- Information:
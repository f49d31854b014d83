//! Fetch configuration.
//!
//! Mirrors the `gpv_database` / `download` / `storage` sections of the
//! application YAML config; every knob has a default so a minimal config
//! only needs the base URL and directories.

use std::path::PathBuf;
use std::time::Duration;

use serde::Deserialize;

use gpv_common::cycle::DEFAULT_CYCLE_HOURS;
use gpv_common::{GpvError, GpvResult};

/// Configuration for discovery and download of MSM files.
#[derive(Debug, Clone, Deserialize)]
pub struct FetchConfig {
    /// Base URL of the archive; the remote layout is
    /// `{base_url}{YYYYMMDD}/MSM{YYYYMMDDHH}S.nc`.
    pub base_url: String,

    /// Valid forecast cycle hours (UTC), ascending.
    #[serde(default = "default_cycle_hours")]
    pub cycle_hours: Vec<u32>,

    /// Expected publication lag behind the cycle time.
    #[serde(default = "default_delay_hours")]
    pub delay_hours: i64,

    /// How far back to search for an available file.
    #[serde(default = "default_lookback_hours")]
    pub lookback_hours: i64,

    /// Per-request timeout in seconds.
    #[serde(default = "default_timeout_secs")]
    pub timeout_secs: u64,

    /// Download retry budget.
    #[serde(default = "default_max_retries")]
    pub max_retries: u32,

    /// Delay between download retries, seconds.
    #[serde(default = "default_retry_delay_secs")]
    pub retry_delay_secs: u64,

    /// Pacing interval between existence probes, seconds.
    #[serde(default = "default_request_interval_secs")]
    pub request_interval_secs: u64,

    /// User-Agent header identifying this service to the archive.
    #[serde(default = "default_user_agent")]
    pub user_agent: String,

    /// Directory holding the (single) cached dataset file.
    pub raw_data_dir: PathBuf,

    /// Directory for the append-only download log.
    pub log_dir: PathBuf,
}

fn default_cycle_hours() -> Vec<u32> {
    DEFAULT_CYCLE_HOURS.to_vec()
}

fn default_delay_hours() -> i64 {
    2
}

fn default_lookback_hours() -> i64 {
    12
}

fn default_timeout_secs() -> u64 {
    60
}

fn default_max_retries() -> u32 {
    3
}

fn default_retry_delay_secs() -> u64 {
    10
}

fn default_request_interval_secs() -> u64 {
    2
}

fn default_user_agent() -> String {
    "gpv-cloudcast/0.1 (research use)".to_string()
}

impl FetchConfig {
    /// Reject cycle sets that cannot drive the candidate search: the snap
    /// operation needs at least one valid cycle hour below 24.
    pub fn validate(&self) -> GpvResult<()> {
        if self.cycle_hours.is_empty() {
            return Err(GpvError::InvalidCycle(
                "cycle_hours must not be empty".to_string(),
            ));
        }
        if let Some(&hour) = self.cycle_hours.iter().find(|&&h| h >= 24) {
            return Err(GpvError::InvalidCycle(format!(
                "cycle hour {hour} out of range 0-23"
            )));
        }
        Ok(())
    }

    pub fn request_timeout(&self) -> Duration {
        Duration::from_secs(self.timeout_secs)
    }

    pub fn retry_delay(&self) -> Duration {
        Duration::from_secs(self.retry_delay_secs)
    }

    pub fn request_interval(&self) -> Duration {
        Duration::from_secs(self.request_interval_secs)
    }
}
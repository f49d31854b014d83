//! Discrete color ramps for cloud-fraction shading.
//!
//! Cloud cover is binned into 10% steps starting at 10%; anything below the
//! first level stays transparent. Each layer gets its own single-hue ramp so
//! the combined view reads as additive RGB: blue = low, green = mid,
//! red = upper.

use msm_dataset::CloudLayer;

/// First shaded level in percent. Values below stay transparent.
pub const MIN_LEVEL: f32 = 10.0;

/// Opacity applied to every shaded bin.
pub const RAMP_ALPHA: f32 = 0.8;

const LOW_RAMP: [u32; 10] = [
    0x000033, 0x000055, 0x000077, 0x0000AA, 0x0000CC,
    0x0000EE, 0x1111FF, 0x3333FF, 0x5555FF, 0x7777FF,
];

const MID_RAMP: [u32; 10] = [
    0x003300, 0x005500, 0x007700, 0x00AA00, 0x00CC00,
    0x00EE00, 0x11FF11, 0x33FF33, 0x55FF55, 0x77FF77,
];

const UPPER_RAMP: [u32; 10] = [
    0x330000, 0x550000, 0x770000, 0xAA0000, 0xCC0000,
    0xEE0000, 0xFF1111, 0xFF3333, 0xFF5555, 0xFF7777,
];

fn ramp_for(layer: CloudLayer) -> &'static [u32; 10] {
    match layer {
        CloudLayer::Low => &LOW_RAMP,
        CloudLayer::Mid => &MID_RAMP,
        CloudLayer::Upper => &UPPER_RAMP,
    }
}

/// Map a cloud-fraction percentage to its ramp color, or `None` when the
/// value is below the first level (or NaN).
pub fn shade(layer: CloudLayer, percent: f32) -> Option<[u8; 3]> {
    if percent.is_nan() || percent < MIN_LEVEL {
        return None;
    }
    // 10-19% -> bin 0, 20-29% -> bin 1, ..., >=100% -> bin 9.
    let bin = (((percent / 10.0).floor() as usize).saturating_sub(1)).min(9);
    let packed = ramp_for(layer)[bin];
    Some([(packed >> 16) as u8, (packed >> 8) as u8, packed as u8])
}

/// Representative legend color for a layer (brightest bin).
pub fn legend_color(layer: CloudLayer) -> [u8; 3] {
    let packed = ramp_for(layer)[9];
    [(packed >> 16) as u8, (packed >> 8) as u8, packed as u8]
}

- Work item: Repeat, exactly and only, the lines from the beginning of the material through the line that contains "use serde::Deserialize;".

- Problem solution:
repository f49d31854b014d83
//! Fetch configuration.
//!
//! Mirrors the `gpv_database` / `download` / `storage` sections of the
//! application YAML config; every knob has a default so a minimal config
//! only needs the base URL and directories.

use std::path::PathBuf;
use std::time::Duration;

use serde::Deserialize;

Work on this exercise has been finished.